[Opening THE INPUT section]
//! [`Command`] definition.

pub mod add_favorite;
pub mod add_review;
pub mod authorize_customer_session;
pub mod cancel_booking;
pub mod create_booking;
pub mod create_customer_session;
pub mod register_customer;
pub mod remove_favorite;
pub mod update_booking_status;

use common::operations::Notify;
use tracerr::Traced;

use crate::{
    infra::{
        notification::{self, Event},
        Notifier,
    },
    Service,
};

/// [`Command`] of the [`Service`].
pub use common::Handler as Command;

pub use self::{
    add_favorite::AddFavorite,
    add_review::AddReview,
    authorize_customer_session::AuthorizeCustomerSession,
    cancel_booking::CancelBooking, create_booking::CreateBooking,
    create_customer_session::CreateCustomerSession,
    register_customer::RegisterCustomer,
    remove_favorite::RemoveFavorite,
    update_booking_status::UpdateBookingStatus,
};

impl<Db, Ntf> Service<Db, Ntf>
where
    Ntf: Notifier<
        Notify<Event>,
        Ok = (),
        Err = Traced<notification::Error>,
    >,
{
    /// Hands the provided [`Event`] to the [`Notifier`].
    ///
    /// Delivery failures are only logged, as the [`Event`] is already
    /// committed.
    async fn notify(&self, event: Event) {
        let booking_id = event.booking().id;
        if let Err(e) = self.notifier().execute(Notify(event)).await {
            tracing::warn!(
                booking.id = %booking_id,
                "Failed to notify about `Booking`: {e}",
            );
        }
    }
}
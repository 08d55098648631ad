//! [`Session`] definitions.

#[cfg(doc)]
use common::DateTime;
use common::{unit, DateTimeOf};
use derive_more::{AsRef, Display, FromStr};
use serde::{Deserialize, Serialize};

use crate::domain::customer;
#[cfg(doc)]
use crate::domain::Customer;

/// Authenticated session of a [`Customer`], carried as [JWT] claims.
///
/// [JWT]: https://datatracker.ietf.org/doc/html/rfc7519
#[derive(Clone, Copy, Debug, Deserialize, Serialize)]
pub struct Session {
    /// ID of the [`Customer`] this [`Session`] belongs to.
    #[serde(rename = "sub")]
    pub customer_id: customer::Id,

    /// [`DateTime`] when this [`Session`] expires.
    #[serde(rename = "exp", with = "common::datetime::serde::unix_timestamp")]
    pub expires_at: ExpirationDateTime,
}

/// Access token of a [`Session`].
#[derive(AsRef, Clone, Debug, Display, FromStr)]
#[as_ref(str)]
pub struct Token(String);

impl Token {
    /// Creates a new [`Token`] without checking its contents.
    ///
    /// # Safety
    ///
    /// The provided `token` must be a valid [`Token`] representation.
    #[expect(unsafe_code, reason = "bypass")]
    #[must_use]
    pub const unsafe fn new_unchecked(token: String) -> Self {
        Self(token)
    }
}

/// [`DateTime`] of a [`Session`] expiration.
pub type ExpirationDateTime = DateTimeOf<(Session, unit::Expiration)>;
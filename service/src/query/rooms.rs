//! [`Query`] collection related to multiple [`Room`]s.

use common::operations::By;

use crate::read;
#[cfg(doc)]
use crate::{domain::Room, Query};

use super::DatabaseQuery;

/// Queries a list of [`Room`]s.
pub type List =
    DatabaseQuery<By<Vec<read::room::Details>, read::room::list::Filter>>;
[Closing THE INPUT section]
▶ **TASK DIRECTIONS**
Please output the entire listing exactly as it stands.

▶ **RESULT FOR THIS EXERCISE**
//! [`Command`] definition.

pub mod add_favorite;
pub mod add_review;
pub mod authorize_customer_session;
pub mod cancel_booking;
pub mod create_booking;
pub mod create_customer_session;
pub mod register_customer;
pub mod remove_favorite;
pub mod update_booking_status;

use common::operations::Notify;
use tracerr::Traced;

use crate::{
    infra::{
        notification::{self, Event},
        Notifier,
    },
    Service,
};

/// [`Command`] of the [`Service`].
pub use common::Handler as Command;

pub use self::{
    add_favorite::AddFavorite,
    add_review::AddReview,
    authorize_customer_session::AuthorizeCustomerSession,
    cancel_booking::CancelBooking, create_booking::CreateBooking,
    create_customer_session::CreateCustomerSession,
    register_customer::RegisterCustomer,
    remove_favorite::RemoveFavorite,
    update_booking_status::UpdateBookingStatus,
};

impl<Db, Ntf> Service<Db, Ntf>
where
    Ntf: Notifier<
        Notify<Event>,
        Ok = (),
        Err = Traced<notification::Error>,
    >,
{
    /// Hands the provided [`Event`] to the [`Notifier`].
    ///
    /// Delivery failures are only logged, as the [`Event`] is already
    /// committed.
    async fn notify(&self, event: Event) {
        let booking_id = event.booking().id;
        if let Err(e) = self.notifier().execute(Notify(event)).await {
            tracing::warn!(
                booking.id = %booking_id,
                "Failed to notify about `Booking`: {e}",
            );
        }
    }
}
repository 08d55098648631ad
//! [`Session`] definitions.

#[cfg(doc)]
use common::DateTime;
use common::{unit, DateTimeOf};
use derive_more::{AsRef, Display, FromStr};
use serde::{Deserialize, Serialize};

use crate::domain::customer;
#[cfg(doc)]
use crate::domain::Customer;

/// Authenticated session of a [`Customer`], carried as [JWT] claims.
///
/// [JWT]: https://datatracker.ietf.org/doc/html/rfc7519
#[derive(Clone, Copy, Debug, Deserialize, Serialize)]
pub struct Session {
    /// ID of the [`Customer`] this [`Session`] belongs to.
    #[serde(rename = "sub")]
    pub customer_id: customer::Id,

    /// [`DateTime`] when this [`Session`] expires.
    #[serde(rename = "exp", with = "common::datetime::serde::unix_timestamp")]
    pub expires_at: ExpirationDateTime,
}

/// Access token of a [`Session`].
#[derive(AsRef, Clone, Debug, Display, FromStr)]
#[as_ref(str)]
pub struct Token(String);

impl Token {
    /// Creates a new [`Token`] without checking its contents.
    ///
    /// # Safety
    ///
    /// The provided `token` must be a valid [`Token`] representation.
    #[expect(unsafe_code, reason = "bypass")]
    #[must_use]
    pub const unsafe fn new_unchecked(token: String) -> Self {
        Self(token)
    }
}

/// [`DateTime`] of a [`Session`] expiration.
pub type ExpirationDateTime = DateTimeOf<(Session, unit::Expiration)>;
filename service/src/query/rooms.rs
//! [`Query`] collection related to multiple [`Room`]s.

use common::operations::By;

use crate::read;
#[cfg(doc)]
use crate::{domain::Room, Query};

use super::DatabaseQuery;

/// Queries a list of [`Room`]s.
pub type List =
    DatabaseQuery<By<Vec<read::room::Details>, read::room::list::Filter>>;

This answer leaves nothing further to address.